- Opening Delimiter -

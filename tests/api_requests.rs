//! Integration tests for the HTTP API using in-process requests.

use std::sync::Arc;

use axum::{
    body::Body,
    http::{Request, StatusCode},
};
use http_body_util::BodyExt;
use serde_json::json;
use tower::ServiceExt;

use solana_privacy_scorer::api::create_router;
use solana_privacy_scorer::app::AppState;
use solana_privacy_scorer::engine::PrivacyReport;
use solana_privacy_scorer::infra::RegistryManager;
use solana_privacy_scorer::test_utils::MockTransactionSource;

const ADDRESS: &str = "HvwC9QSAzwEXkUkwqNNGhfNHoVqXJYfPvPZfQvJmHWcF";

fn create_test_state() -> Arc<AppState> {
    let source = Arc::new(MockTransactionSource::with_history(30));
    let registries = Arc::new(RegistryManager::with_defaults());
    Arc::new(AppState::new(source as _, registries))
}

async fn body_json(response: axum::response::Response) -> serde_json::Value {
    let bytes = response.into_body().collect().await.unwrap().to_bytes();
    serde_json::from_slice(&bytes).unwrap()
}

#[tokio::test]
async fn test_analyze_returns_full_report() {
    let router = create_router(create_test_state());

    let request = Request::builder()
        .method("POST")
        .uri("/analyze")
        .header("Content-Type", "application/json")
        .body(Body::from(
            json!({"address": ADDRESS}).to_string(),
        ))
        .unwrap();

    let response = router.oneshot(request).await.unwrap();
    assert_eq!(response.status(), StatusCode::OK);

    let bytes = response.into_body().collect().await.unwrap().to_bytes();
    let report: PrivacyReport = serde_json::from_slice(&bytes).unwrap();
    assert_eq!(report.address, ADDRESS);
    assert_eq!(report.transaction_count, 30);
    assert!(report.advanced_privacy_score <= 100);
    assert!(!report.recommendations.is_empty());
}

#[tokio::test]
async fn test_analyze_rejects_malformed_address() {
    let router = create_router(create_test_state());

    let request = Request::builder()
        .method("POST")
        .uri("/analyze")
        .header("Content-Type", "application/json")
        .body(Body::from(json!({"address": "too-short"}).to_string()))
        .unwrap();

    let response = router.oneshot(request).await.unwrap();
    assert_eq!(response.status(), StatusCode::BAD_REQUEST);

    let body = body_json(response).await;
    assert_eq!(body["error"]["type"], "validation_error");
}

#[tokio::test]
async fn test_single_metric_endpoint() {
    let router = create_router(create_test_state());

    let request = Request::builder()
        .method("GET")
        .uri(format!("/analyze/{ADDRESS}/metric/entropy"))
        .body(Body::empty())
        .unwrap();

    let response = router.oneshot(request).await.unwrap();
    assert_eq!(response.status(), StatusCode::OK);

    let body = body_json(response).await;
    assert!(body.get("totalEntropy").is_some());
    assert!(body.get("amountEntropy").is_some());
}

#[tokio::test]
async fn test_single_metric_unknown_name() {
    let router = create_router(create_test_state());

    let request = Request::builder()
        .method("GET")
        .uri(format!("/analyze/{ADDRESS}/metric/nonsense"))
        .body(Body::empty())
        .unwrap();

    let response = router.oneshot(request).await.unwrap();
    assert_eq!(response.status(), StatusCode::BAD_REQUEST);
}

#[tokio::test]
async fn test_analyze_propagates_indexer_failure() {
    let source = Arc::new(MockTransactionSource::failing());
    let registries = Arc::new(RegistryManager::with_defaults());
    let state = Arc::new(AppState::new(source as _, registries));
    let router = create_router(state);

    let request = Request::builder()
        .method("POST")
        .uri("/analyze")
        .header("Content-Type", "application/json")
        .body(Body::from(json!({"address": ADDRESS}).to_string()))
        .unwrap();

    let response = router.oneshot(request).await.unwrap();
    assert_eq!(response.status(), StatusCode::BAD_GATEWAY);
}

#[tokio::test]
async fn test_health_endpoints() {
    let router = create_router(create_test_state());

    let response = router
        .clone()
        .oneshot(
            Request::builder()
                .uri("/health")
                .body(Body::empty())
                .unwrap(),
        )
        .await
        .unwrap();
    assert_eq!(response.status(), StatusCode::OK);
    let body = body_json(response).await;
    assert_eq!(body["status"], "healthy");

    let response = router
        .clone()
        .oneshot(
            Request::builder()
                .uri("/health/live")
                .body(Body::empty())
                .unwrap(),
        )
        .await
        .unwrap();
    assert_eq!(response.status(), StatusCode::OK);

    let response = router
        .oneshot(
            Request::builder()
                .uri("/health/ready")
                .body(Body::empty())
                .unwrap(),
        )
        .await
        .unwrap();
    assert_eq!(response.status(), StatusCode::OK);
}

#[tokio::test]
async fn test_readiness_fails_when_indexer_down() {
    let source = Arc::new(MockTransactionSource::failing());
    let registries = Arc::new(RegistryManager::with_defaults());
    let state = Arc::new(AppState::new(source as _, registries));
    let router = create_router(state);

    let response = router
        .oneshot(
            Request::builder()
                .uri("/health/ready")
                .body(Body::empty())
                .unwrap(),
        )
        .await
        .unwrap();
    assert_eq!(response.status(), StatusCode::SERVICE_UNAVAILABLE);
}

#[tokio::test]
async fn test_admin_registry_lifecycle() {
    let router = create_router(create_test_state());

    // 1. List seeded entries.
    let response = router
        .clone()
        .oneshot(
            Request::builder()
                .uri("/admin/registry")
                .body(Body::empty())
                .unwrap(),
        )
        .await
        .unwrap();
    assert_eq!(response.status(), StatusCode::OK);
    let body = body_json(response).await;
    let seeded = body["count"].as_u64().unwrap();
    assert!(seeded > 0);

    // 2. Add a new entry.
    let new_address = "9xQeWvG816bUx9EPjHmaT23yvVM2ZWbrrpZb9PusVFin";
    let response = router
        .clone()
        .oneshot(
            Request::builder()
                .method("POST")
                .uri("/admin/registry")
                .header("Content-Type", "application/json")
                .body(Body::from(
                    json!({
                        "address": new_address,
                        "label": "Test Exchange",
                        "kind": "cex_hot_wallet"
                    })
                    .to_string(),
                ))
                .unwrap(),
        )
        .await
        .unwrap();
    assert_eq!(response.status(), StatusCode::OK);

    // 3. The listing now includes it.
    let response = router
        .clone()
        .oneshot(
            Request::builder()
                .uri("/admin/registry")
                .body(Body::empty())
                .unwrap(),
        )
        .await
        .unwrap();
    let body = body_json(response).await;
    assert_eq!(body["count"].as_u64().unwrap(), seeded + 1);

    // 4. Remove it again.
    let response = router
        .clone()
        .oneshot(
            Request::builder()
                .method("DELETE")
                .uri(format!("/admin/registry/{new_address}"))
                .body(Body::empty())
                .unwrap(),
        )
        .await
        .unwrap();
    assert_eq!(response.status(), StatusCode::OK);

    // 5. Removing a missing entry is a 404.
    let response = router
        .oneshot(
            Request::builder()
                .method("DELETE")
                .uri(format!("/admin/registry/{new_address}"))
                .body(Body::empty())
                .unwrap(),
        )
        .await
        .unwrap();
    assert_eq!(response.status(), StatusCode::NOT_FOUND);
}

#[tokio::test]
async fn test_admin_registry_rejects_bad_kind() {
    let router = create_router(create_test_state());

    let response = router
        .oneshot(
            Request::builder()
                .method("POST")
                .uri("/admin/registry")
                .header("Content-Type", "application/json")
                .body(Body::from(
                    json!({
                        "address": "9xQeWvG816bUx9EPjHmaT23yvVM2ZWbrrpZb9PusVFin",
                        "label": "Broken",
                        "kind": "castle"
                    })
                    .to_string(),
                ))
                .unwrap(),
        )
        .await
        .unwrap();
    assert_eq!(response.status(), StatusCode::BAD_REQUEST);
}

- Closing Delimiter -

_What is needed_:
What you output must match the lines from the beginning of the material through the line with "use solana_privacy_scorer::infra::RegistryManager;" exactly, both ends included.

_Written answer_:
filename tests/api_requests.rs
//! Integration tests for the HTTP API using in-process requests.

use std::sync::Arc;

use axum::{
    body::Body,
    http::{Request, StatusCode},
};
use http_body_util::BodyExt;
use serde_json::json;
use tower::ServiceExt;

use solana_privacy_scorer::api::create_router;
use solana_privacy_scorer::app::AppState;
use solana_privacy_scorer::engine::PrivacyReport;
use solana_privacy_scorer::infra::RegistryManager;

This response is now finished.